121. Of the 44,000 people who participated in the Pfizer trial, how many clinical record forms were kept by Pfizer? (Note everyone should have file per link) 122. Of the 44,0000 clinical record forms how many did the TGA check? 123. Regulatory Documents show only 9 sites out of 152 Pfizer sites were subject to FDA inspection and only 10 out of 99 Moderna sites were subject to FDA inspection. How many sites did the TGA inspect and why does the TGA think its acceptable that such a small number of sites were inspected, especially since this was the first time mRNA vaccines were produced commercially for the first time? 124. How is it that a principal investigator of the Pfizer trial, Fernando Polack could recruit 4,500 patients in 3 weeks at one site? He was also at Vanderbilt in the period and happened to make appearances for the FDA and is also funded by the Bill and Melinda Gates foundation and the NIH. Yet presumably while doing this he managed to find time to recruit 4,500 patients in 3 weeks with each patient requiring 250 pages of case report forms. This is over 1,125,000 pages in three weeks? Does the TGA stand by the trails results of that Pfizer site in Argentina in that three-week period given the enormous caseload?

Question Number: 227
PDR Number: SQ22-000597
Date Submitted: 21/11/2022
Department or Body: Department of Health

Question 121 & 122 Pfizer submitted all relevant data from the COVID-19 clinical trials to the Therapeutic Goods Administration (TGA) with its application for provisional registration.
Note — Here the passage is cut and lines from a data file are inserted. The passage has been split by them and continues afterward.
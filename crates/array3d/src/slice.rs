//! Axis aligned slices of an [`Array3D`].
//!
//! Fixing one axis gives a *plane* (a [`Matrix`] over the other two axes in
//! ascending order), fixing two axes gives a *line* (a [`Vector`] over the
//! remaining axis). Slices are always copies of the data, never views into
//! the array.

use ndarray::{ArrayBase, Data, Ix1, Ix2};

use crate::{
    array::Array3D,
    dims::{Axis, AxisPair},
    error::{Array3DError, Result},
    Matrix, Vector,
};

/// Build a plane from nested rows.
///
/// # Errors
///
/// Will return `Err` if the rows do not all have the same length
///
/// ```
/// use array3d::slice::plane_from_rows;
///
/// let plane = plane_from_rows(&[vec![1.0, 2.0], vec![3.0, 4.0]])?;
/// assert_eq!(plane.dim(), (2, 2));
/// assert!(plane_from_rows(&[vec![1.0, 2.0], vec![3.0]]).is_err());
/// # Ok::<(), array3d::Array3DError>(())
/// ```
pub fn plane_from_rows(rows: &[Vec<f64>]) -> Result<Matrix> {
    let nrows = rows.len();
    let ncols = rows.first().map_or(0, Vec::len);
    if let Some(row) = rows.iter().find(|row| row.len() != ncols) {
        return Err(Array3DError::ShapeMismatch {
            expected: vec![nrows, ncols],
            found:    vec![nrows, row.len()],
        });
    }

    Matrix::from_shape_vec((nrows, ncols), rows.concat()).map_err(|_| {
        Array3DError::ShapeMismatch {
            expected: vec![nrows, ncols],
            found:    vec![nrows * ncols],
        }
    })
}

/// Coordinate of the element at `(row, col)` of the plane through `axis` at
/// `fixed`.
#[inline]
const fn plane_coords(axis: Axis, fixed: usize, row: usize, col: usize) -> (usize, usize, usize) {
    match axis {
        Axis::Axis0 => (fixed, row, col),
        Axis::Axis1 => (row, fixed, col),
        Axis::Axis2 => (row, col, fixed),
    }
}

/// Coordinate of the element at `t` of the line through `pair` at
/// `(a, b)`.
#[inline]
const fn line_coords(pair: AxisPair, a: usize, b: usize, t: usize) -> (usize, usize, usize) {
    match pair {
        AxisPair::Axis01 => (a, b, t),
        AxisPair::Axis02 => (a, t, b),
        AxisPair::Axis12 => (t, a, b),
    }
}

impl Array3D {
    fn check_line(&self, pair: AxisPair, a: usize, b: usize) -> Result<()> {
        let (first, second) = pair.fixed();
        self.dims.check(first, a)?;
        self.dims.check(second, b)
    }

    /// Copy out the plane obtained by fixing `axis` at `index`.
    ///
    /// The rows and columns of the returned matrix run over the two other
    /// axes in ascending order, see [`Axis::others`].
    ///
    /// # Errors
    ///
    /// Will return `Err` if `index` is out of range for `axis`
    pub fn get_plane(&self, axis: Axis, index: usize) -> Result<Matrix> {
        self.dims.check(axis, index)?;
        let shape = self.dims.plane_shape(axis);

        if axis == Axis::Axis0 {
            // axis 0 planes are contiguous in the buffer
            let len = shape.0 * shape.1;
            let plane = self.data[index * len..(index + 1) * len].to_vec();
            return Matrix::from_shape_vec(shape, plane).map_err(|_| {
                Array3DError::ShapeMismatch {
                    expected: vec![shape.0, shape.1],
                    found:    vec![shape.0 * shape.1],
                }
            });
        }

        Ok(Matrix::from_shape_fn(shape, |(row, col)| {
            let (i, j, k) = plane_coords(axis, index, row, col);
            self.data[self.dims.offset_unchecked(i, j, k)]
        }))
    }

    /// Overwrite the plane obtained by fixing `axis` at `index` with `plane`.
    ///
    /// Nothing is written unless both `index` and the shape of `plane` are
    /// valid.
    ///
    /// # Errors
    ///
    /// Will return `Err` if `index` is out of range for `axis`, or if `plane`
    /// does not have the shape returned by [`Dims::plane_shape`](crate::Dims::plane_shape)
    pub fn set_plane<S>(&mut self, axis: Axis, index: usize, plane: &ArrayBase<S, Ix2>) -> Result<()>
    where
        S: Data<Elem = f64>,
    {
        self.dims.check(axis, index)?;
        let expected = self.dims.plane_shape(axis);
        let found = plane.dim();
        if found != expected {
            return Err(Array3DError::ShapeMismatch {
                expected: vec![expected.0, expected.1],
                found:    vec![found.0, found.1],
            });
        }

        tracing::trace!(%axis, index, rows = found.0, cols = found.1, "assigning plane");
        for ((row, col), &value) in plane.indexed_iter() {
            let (i, j, k) = plane_coords(axis, index, row, col);
            let offset = self.dims.offset_unchecked(i, j, k);
            self.data[offset] = value;
        }
        Ok(())
    }

    /// Copy out the line obtained by fixing the axes of `pair` at `(a, b)`.
    ///
    /// # Errors
    ///
    /// Will return `Err` if `a` or `b` is out of range for its axis
    pub fn get_line(&self, pair: AxisPair, a: usize, b: usize) -> Result<Vector> {
        self.check_line(pair, a, b)?;
        let len = self.dims.line_len(pair);
        Ok(Vector::from_shape_fn(len, |t| {
            let (i, j, k) = line_coords(pair, a, b, t);
            self.data[self.dims.offset_unchecked(i, j, k)]
        }))
    }

    /// Overwrite the line obtained by fixing the axes of `pair` at `(a, b)`
    /// with `line`.
    ///
    /// Nothing is written unless the coordinates and the length of `line` are
    /// valid.
    ///
    /// # Errors
    ///
    /// Will return `Err` if `a` or `b` is out of range for its axis, or if
    /// `line` does not have the length of the free axis
    pub fn set_line<S>(&mut self, pair: AxisPair, a: usize, b: usize, line: &ArrayBase<S, Ix1>) -> Result<()>
    where
        S: Data<Elem = f64>,
    {
        self.check_line(pair, a, b)?;
        let expected = self.dims.line_len(pair);
        if line.len() != expected {
            return Err(Array3DError::ShapeMismatch {
                expected: vec![expected],
                found:    vec![line.len()],
            });
        }

        tracing::trace!(?pair, a, b, len = expected, "assigning line");
        for (t, &value) in line.iter().enumerate() {
            let (i, j, k) = line_coords(pair, a, b, t);
            let offset = self.dims.offset_unchecked(i, j, k);
            self.data[offset] = value;
        }
        Ok(())
    }

    /// The `d1 x d2` plane at `i`, indexed `[j][k]`.
    ///
    /// # Errors
    ///
    /// Will return `Err` if `i` is out of range
    #[inline]
    pub fn get_axis0(&self, i: usize) -> Result<Matrix> {
        self.get_plane(Axis::Axis0, i)
    }

    /// The `d0 x d2` plane at `j`, indexed `[i][k]`.
    ///
    /// # Errors
    ///
    /// Will return `Err` if `j` is out of range
    #[inline]
    pub fn get_axis1(&self, j: usize) -> Result<Matrix> {
        self.get_plane(Axis::Axis1, j)
    }

    /// The `d0 x d1` plane at `k`, indexed `[i][j]`.
    ///
    /// # Errors
    ///
    /// Will return `Err` if `k` is out of range
    #[inline]
    pub fn get_axis2(&self, k: usize) -> Result<Matrix> {
        self.get_plane(Axis::Axis2, k)
    }

    /// The line of length `d2` at `(i, j)`.
    ///
    /// # Errors
    ///
    /// Will return `Err` if `i` or `j` is out of range
    #[inline]
    pub fn get_axis01(&self, i: usize, j: usize) -> Result<Vector> {
        self.get_line(AxisPair::Axis01, i, j)
    }

    /// The line of length `d1` at `(i, k)`.
    ///
    /// # Errors
    ///
    /// Will return `Err` if `i` or `k` is out of range
    #[inline]
    pub fn get_axis02(&self, i: usize, k: usize) -> Result<Vector> {
        self.get_line(AxisPair::Axis02, i, k)
    }

    /// The line of length `d0` at `(j, k)`.
    ///
    /// # Errors
    ///
    /// Will return `Err` if `j` or `k` is out of range
    #[inline]
    pub fn get_axis12(&self, j: usize, k: usize) -> Result<Vector> {
        self.get_line(AxisPair::Axis12, j, k)
    }

    /// Overwrite the plane at `i` with a `d1 x d2` matrix.
    ///
    /// # Errors
    ///
    /// See [`Array3D::set_plane`]
    #[inline]
    pub fn set_axis0<S: Data<Elem = f64>>(&mut self, i: usize, plane: &ArrayBase<S, Ix2>) -> Result<()> {
        self.set_plane(Axis::Axis0, i, plane)
    }

    /// Overwrite the plane at `j` with a `d0 x d2` matrix.
    ///
    /// # Errors
    ///
    /// See [`Array3D::set_plane`]
    #[inline]
    pub fn set_axis1<S: Data<Elem = f64>>(&mut self, j: usize, plane: &ArrayBase<S, Ix2>) -> Result<()> {
        self.set_plane(Axis::Axis1, j, plane)
    }

    /// Overwrite the plane at `k` with a `d0 x d1` matrix.
    ///
    /// # Errors
    ///
    /// See [`Array3D::set_plane`]
    #[inline]
    pub fn set_axis2<S: Data<Elem = f64>>(&mut self, k: usize, plane: &ArrayBase<S, Ix2>) -> Result<()> {
        self.set_plane(Axis::Axis2, k, plane)
    }

    /// Overwrite the line at `(i, j)` with a vector of length `d2`.
    ///
    /// # Errors
    ///
    /// See [`Array3D::set_line`]
    #[inline]
    pub fn set_axis01<S: Data<Elem = f64>>(&mut self, i: usize, j: usize, line: &ArrayBase<S, Ix1>) -> Result<()> {
        self.set_line(AxisPair::Axis01, i, j, line)
    }

    /// Overwrite the line at `(i, k)` with a vector of length `d1`.
    ///
    /// # Errors
    ///
    /// See [`Array3D::set_line`]
    #[inline]
    pub fn set_axis02<S: Data<Elem = f64>>(&mut self, i: usize, k: usize, line: &ArrayBase<S, Ix1>) -> Result<()> {
        self.set_line(AxisPair::Axis02, i, k, line)
    }

    /// Overwrite the line at `(j, k)` with a vector of length `d0`.
    ///
    /// # Errors
    ///
    /// See [`Array3D::set_line`]
    #[inline]
    pub fn set_axis12<S: Data<Elem = f64>>(&mut self, j: usize, k: usize, line: &ArrayBase<S, Ix1>) -> Result<()> {
        self.set_line(AxisPair::Axis12, j, k, line)
    }
}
The TGA has comprehensively evaluated the vaccine to ensure it met high standards of safety, quality, and efficacy based on the information available at the time of application. The TGA’s technical and clinical experts undertake a formal evaluation of the application, which includes assessing clinical studies, non-clinical toxicology studies, chemistry, risk management, and manufacturing information. The TGA does not request that all raw individual participant data be submitted with applications to register a medicine or vaccines, and among major regulars only the United States Food and Drug Administration (US FDA) do this. The TGA has met regularly with the US FDA throughout the COVID-19 pandemic and several of the meetings have included discussion of the data US FDA have reviewed. TGA does receive and review some raw individual participant data, such as information about serious adverse events. These are the same requirements as other comparable international regulators. Question 123 All manufacturers of mRNA vaccines supplied to Australia were assessed to confirm their manufacturing practices were acceptable. This was through a combination our own Good Manufacturing Practice (GMP) inspections and desk-top assessments which utilised GMP inspection information from comparable overseas regulators. The number of sites quoted includes early-stage clinical trial manufacturers which are not subject to GMP assessment in Australia. Vaccine used in Australian came from a somewhat smaller number of sites.

Question 124 Principal investigators in clinical trials often have large teams of individual doctors, nurses and data managers working in the teams under them; this was the case in a number of COVID-19 vaccine trials, and it enabled large trials to be conducted efficiently but with strong clinical oversight.